The breath caught in her chest and wouldn’t move. In or out. She could hardly make out the small form in the bassinet with tubes protruding from nearly every part of his body. Her eyes were filling up again.
“Oh my God,” she said. Smiling. And crying, too.
She’d just lost her heart again. In a way she’d never have believed possible. She’d never even met the little one, and she’d give her life up for him.
No matter what.
“It’s a miracle he’s alive,” Daniel was saying, a tone of pride in his voice way beyond his years.
Her baby had his own baby. Was more of a parent, already, in the six weeks his son had been alive, than she and Pierce had ever been.
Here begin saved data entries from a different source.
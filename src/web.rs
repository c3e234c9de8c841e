use std::collections::BTreeMap;
use std::sync::{Arc, Mutex};

use anyhow::Context;
use axum::{
    extract::State,
    http::StatusCode,
    response::IntoResponse,
    routing::{get, post},
    Json, Router,
};
use serde::{Deserialize, Serialize};
use serde_json::json;
use tokio::signal;
use tower_http::cors::CorsLayer;

use crate::{
    app::AppFactory,
    config::Config,
    recommender::{IndexStats, Query, QueryKind, RecommendError, Recommender},
    semantic::RankedResult,
};

#[derive(Clone)]
pub struct AppState {
    recommender: Arc<Recommender>,
    config: Arc<Config>,
    /// Held for the whole build -> save -> swap of a reload
    reload_lock: Arc<Mutex<()>>,
}

impl AppState {
    pub fn new(config: Config, recommender: Recommender) -> Self {
        Self {
            recommender: Arc::new(recommender),
            config: Arc::new(config),
            reload_lock: Arc::new(Mutex::new(())),
        }
    }
}

pub fn router(state: AppState) -> Router {
    let cors = state.config.server.cors;

    let router = Router::new()
        .route("/", get(root))
        .route("/health", get(health))
        .route("/recommend", post(recommend))
        .route("/api/index", get(index_stats))
        .route("/api/index/reload", post(reload_index))
        .layer(
            tower_http::trace::TraceLayer::new_for_http()
                .make_span_with(
                    tower_http::trace::DefaultMakeSpan::new().level(tracing::Level::INFO),
                )
                .on_response(
                    tower_http::trace::DefaultOnResponse::new().level(tracing::Level::INFO),
                ),
        )
        .with_state(state);

    if cors {
        router.layer(CorsLayer::permissive())
    } else {
        router
    }
}

async fn start_app(state: AppState) -> anyhow::Result<()> {
    let bind_addr = state.config.server.bind_addr.clone();
    let app = router(state);

    let listener = tokio::net::TcpListener::bind(&bind_addr)
        .await
        .with_context(|| format!("failed to bind {bind_addr}"))?;
    log::info!("listening on {bind_addr}");

    axum::serve(listener, app)
        .with_graceful_shutdown(shutdown_signal())
        .await
        .context("server error")
}

async fn shutdown_signal() {
    let ctrl_c = async {
        if let Err(e) = signal::ctrl_c().await {
            log::error!("failed to install Ctrl+C handler: {e}");
            std::future::pending::<()>().await;
        }
    };

    #[cfg(unix)]
    let terminate = async {
        match signal::unix::signal(signal::unix::SignalKind::terminate()) {
            Ok(mut sig) => {
                sig.recv().await;
            }
            Err(e) => {
                log::error!("failed to install signal handler: {e}");
                std::future::pending::<()>().await;
            }
        }
    };

    #[cfg(not(unix))]
    let terminate = std::future::pending::<()>();

    tokio::select! {
        _ = ctrl_c => {},
        _ = terminate => {},
    }

    log::warn!("shutting down");
}

pub fn start_daemon(config: Config, recommender: Recommender) -> anyhow::Result<()> {
    let state = AppState::new(config, recommender);

    tokio::runtime::Builder::new_multi_thread()
        .enable_all()
        .build()
        .context("failed to start tokio runtime")?
        .block_on(async { start_app(state).await })
}

#[derive(Debug, thiserror::Error)]
enum ApiError {
    #[error(transparent)]
    Recommend(#[from] RecommendError),

    #[error(transparent)]
    Other(#[from] anyhow::Error),
}

// Make our own error that wraps `ApiError`.
#[derive(Debug)]
struct HttpError(ApiError);

// Tell axum how to convert `ApiError` into a response.
impl IntoResponse for HttpError {
    fn into_response(self) -> axum::response::Response {
        let status = match &self.0 {
            ApiError::Recommend(RecommendError::InvalidInput { .. }) => StatusCode::BAD_REQUEST,
            ApiError::Recommend(RecommendError::IndexEmpty) => StatusCode::SERVICE_UNAVAILABLE,
            ApiError::Recommend(RecommendError::ExtractionFailed { .. }) => StatusCode::BAD_GATEWAY,
            _ => {
                log::error!("{self:?}");
                StatusCode::INTERNAL_SERVER_ERROR
            }
        };

        (status, Json(json!({"error": self.0.to_string()}))).into_response()
    }
}

// This enables using `?` on anything convertible to `ApiError`.
impl<E> From<E> for HttpError
where
    E: Into<ApiError>,
{
    fn from(err: E) -> Self {
        Self(err.into())
    }
}

async fn root() -> impl IntoResponse {
    Json(json!({"message": "assessment recommendation API is running"}))
}

async fn health() -> impl IntoResponse {
    Json(json!({"status": "ok"}))
}

#[derive(Debug, Clone, Deserialize)]
pub struct RecommendRequest {
    /// Job description text or URL
    pub query: String,

    /// Force URL handling. Text that looks like a URL is fetched either way.
    #[serde(default)]
    pub is_url: bool,
}

#[derive(Debug, Clone, Default, Deserialize)]
pub struct RecommendParams {
    pub top_k: Option<usize>,
}

#[derive(Debug, Clone, PartialEq, Serialize, Deserialize)]
pub struct Recommendation {
    pub id: String,
    pub name: String,
    pub url: String,
    pub score: f32,
    pub metadata: BTreeMap<String, String>,
}

impl From<RankedResult> for Recommendation {
    fn from(result: RankedResult) -> Self {
        Self {
            id: result.item.id,
            name: result.item.name,
            url: result.item.url,
            score: result.score,
            metadata: result.item.metadata,
        }
    }
}

async fn recommend(
    State(state): State<AppState>,
    axum::extract::Query(params): axum::extract::Query<RecommendParams>,
    Json(payload): Json<RecommendRequest>,
) -> Result<Json<Vec<Recommendation>>, HttpError> {
    log::debug!("payload: {payload:?}");

    let k = params.top_k.unwrap_or(state.config.ranking.default_k);
    let kind = if payload.is_url {
        QueryKind::Url
    } else {
        QueryKind::Auto
    };
    let query = Query::new(payload.query, k).with_kind(kind);

    let recommender = state.recommender.clone();
    tokio::task::block_in_place(move || {
        let results = recommender.recommend(&query)?;
        Ok(Json(results.into_iter().map(Into::into).collect()))
    })
}

async fn index_stats(State(state): State<AppState>) -> Json<IndexStats> {
    Json(state.recommender.index_stats())
}

async fn reload_index(State(state): State<AppState>) -> Result<Json<IndexStats>, HttpError> {
    tokio::task::block_in_place(move || {
        let _guard = state
            .reload_lock
            .lock()
            .unwrap_or_else(|poisoned| poisoned.into_inner());

        let items = AppFactory::load_catalog(&state.config, None)?;
        let embedder = state.recommender.embedder();
        let index = AppFactory::build_index(&state.config, embedder, items, |_, _| {})?;

        // the running index is replaced only once the new one is on disk
        AppFactory::save_index(&state.config, embedder, &index)?;
        let version = state.recommender.swap_index(index)?;

        log::info!("reloaded catalog as index version {version}");
        Ok(Json(state.recommender.index_stats()))
    })
}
Daniel had been talking for fifteen minutes straight about Bryant Nathaniel. Talking about physical challenges and the special care the baby was going to need for some time to come, once he was released from the hospital. He knew it all. And spoke with a sense of responsibility that broke Eliza’s heart. And did it good, too. She was so proud of him. But couldn’t take any credit for the young man he was.
“What’s his prognosis?” she asked, alarmed as she listened to the battles being taken on by such a tiny body.
“Perfect, they tell me,” Daniel said. “It’s mostly premie stuff. He wasn’t hurt in the accident.” He broke off.
In the next instant, she could swear she was looking at Pierce. A more modern version of him—as in, the Pierce she knew now. Daniel’s face had twisted, his eyes hardened. Not in meanness. Just…with foreboding.
“Molly didn’t die because of injuries she sustained in the car accident,” he said. “The seat belt caused her to go into early labor. She died giving birth to him.” There was no emotion in his voice now. And out of nowhere, Eliza knew a fear she’d never felt before.
Hopelessness.
“I was there,” he continued. “Mom had taken me to the hospital as soon as she woke me up. Molly wanted me in the delivery room with her. It was touch-and-go, and she was so weak. She was bleeding too much. Then something happened, something about birth fluid going into her body because something had perforated.”
He blamed himself. The fault wasn’t his, but he blamed himself. The truth was clear to Eliza.
And suddenly, in the midst of all the pain, she understood.
Things happened for reasons. Everything, not just some things.
Pierce’s choice to join the army had led to the day he’d faced that young boy. Killing the boy, which he believed at the time would have saved countless lives, had taken a piece of his soul. And now here was his son, with his own piece of soul missing.
Somehow she was supposed to do something with all of this.
She had absolutely no clue what to do. How to do it.
She just knew that she was a wife. And a mother.
And she had to find a way to be both.